Flock isn’t solving a problem. It’s just a me-too product — almost a copycat
built just to cash in. Utterly uninspiring. “But it’s better!” They will
exclaim. Perhaps. But if it is better, it is only marginally so. I can’t
imagine any 10x innovation they have developed. Slight business model tweaks
aren’t innovation. A super sales team isn’t an innovation. Nothing in the
article even suggests they have done anything special to differentiate their
product.

The the nonsense about the same clothes every day is just a Jobs and Zuck
affectation. It’s completely drole. Even if you did wear a daily uniform, it
isn’t worth mentioning in a Bloomberg piece. It’s like saying your office has
a Nepresso machine. Big deal. I wear the same clothes every day but I’m not
having my PR person mention it in interviews — it’s mundane. Nobody gives a
shit unless you are some uneducated villager than somehow things such habits
are relevant. It wad a bit interesting when Jobs did it in the late 1990s, but
even then, it was a personal thing and not something Apple PR wrote about.

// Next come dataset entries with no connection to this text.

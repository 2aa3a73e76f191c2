//! Non-blocking admission control.

use std::sync::Arc;
use std::sync::atomic::{AtomicUsize, Ordering};

/// Counting gate bounding the requests in flight.
#[derive(Debug, Clone)]
pub struct OverloadGuard {
    inner: Arc<GuardState>,
}

#[derive(Debug)]
struct GuardState {
    limit: usize,
    active: AtomicUsize,
}

impl OverloadGuard {
    /// Creates a gate admitting at most `limit` holders at once.
    #[must_use]
    pub fn new(limit: usize) -> Self {
        Self {
            inner: Arc::new(GuardState {
                limit,
                active: AtomicUsize::new(0),
            }),
        }
    }

    /// Takes a permit without waiting, or returns `None` when the gate is
    /// full. Dropping the permit releases it.
    #[must_use]
    pub fn try_enter(&self) -> Option<AdmissionPermit> {
        self.inner
            .active
            .fetch_update(Ordering::AcqRel, Ordering::Acquire, |active| {
                (active < self.inner.limit).then_some(active + 1)
            })
            .ok()
            .map(|_| AdmissionPermit {
                state: Arc::clone(&self.inner),
            })
    }

    /// Permits currently held.
    #[must_use]
    pub fn active(&self) -> usize {
        self.inner.active.load(Ordering::Acquire)
    }

    /// Configured limit.
    #[must_use]
    pub fn limit(&self) -> usize {
        self.inner.limit
    }
}

/// A held admission slot; released on drop, including during unwinding.
#[derive(Debug)]
#[must_use = "the slot is released as soon as the permit is dropped"]
pub struct AdmissionPermit {
    state: Arc<GuardState>,
}

impl Drop for AdmissionPermit {
    fn drop(&mut self) {
        self.state.active.fetch_sub(1, Ordering::AcqRel);
    }
}

#[cfg(test)]
mod tests {
    use std::panic;

    use super::*;

    #[test]
    fn admits_up_to_the_limit() {
        let guard = OverloadGuard::new(2);
        let first = guard.try_enter().expect("first");
        let _second = guard.try_enter().expect("second");
        assert!(guard.try_enter().is_none());
        drop(first);
        assert!(guard.try_enter().is_some());
    }

    #[test]
    fn releases_on_unwind() {
        let guard = OverloadGuard::new(1);
        let inner = guard.clone();
        let result = panic::catch_unwind(move || {
            let _permit = inner.try_enter().expect("permit");
            panic!("request failed");
        });
        assert!(result.is_err());
        assert_eq!(guard.active(), 0);
        assert!(guard.try_enter().is_some());
    }
}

The bit about identical offices down to the last detail; just nonsense, just
building an image of “quirky productivity monk” rather than “visionary tech
leader.” As far as the custom desk built into the car; not even the President
of the United States has that in his limos. If you are in the car long enough
to actually need a desk, that’s a bit absurd or your day is badly organized.
An actual desk? How about a fax machine too? They are “billionaires” — one
would think their commute wouldn’t be that significant.

I don’t know these brothers and I am sure they are perfectly nice and smart
people, but this emphasis on being hyper productive is just weird.

The photo with the founder in the back of what appears to be a Bentley just
reeks of Rich Kids of Instagram but targeted to common people in order to
protect an air of respectability and credibility. But to me it seems like the
entrepreneurial equivalent of a photo of a solid gold toilet.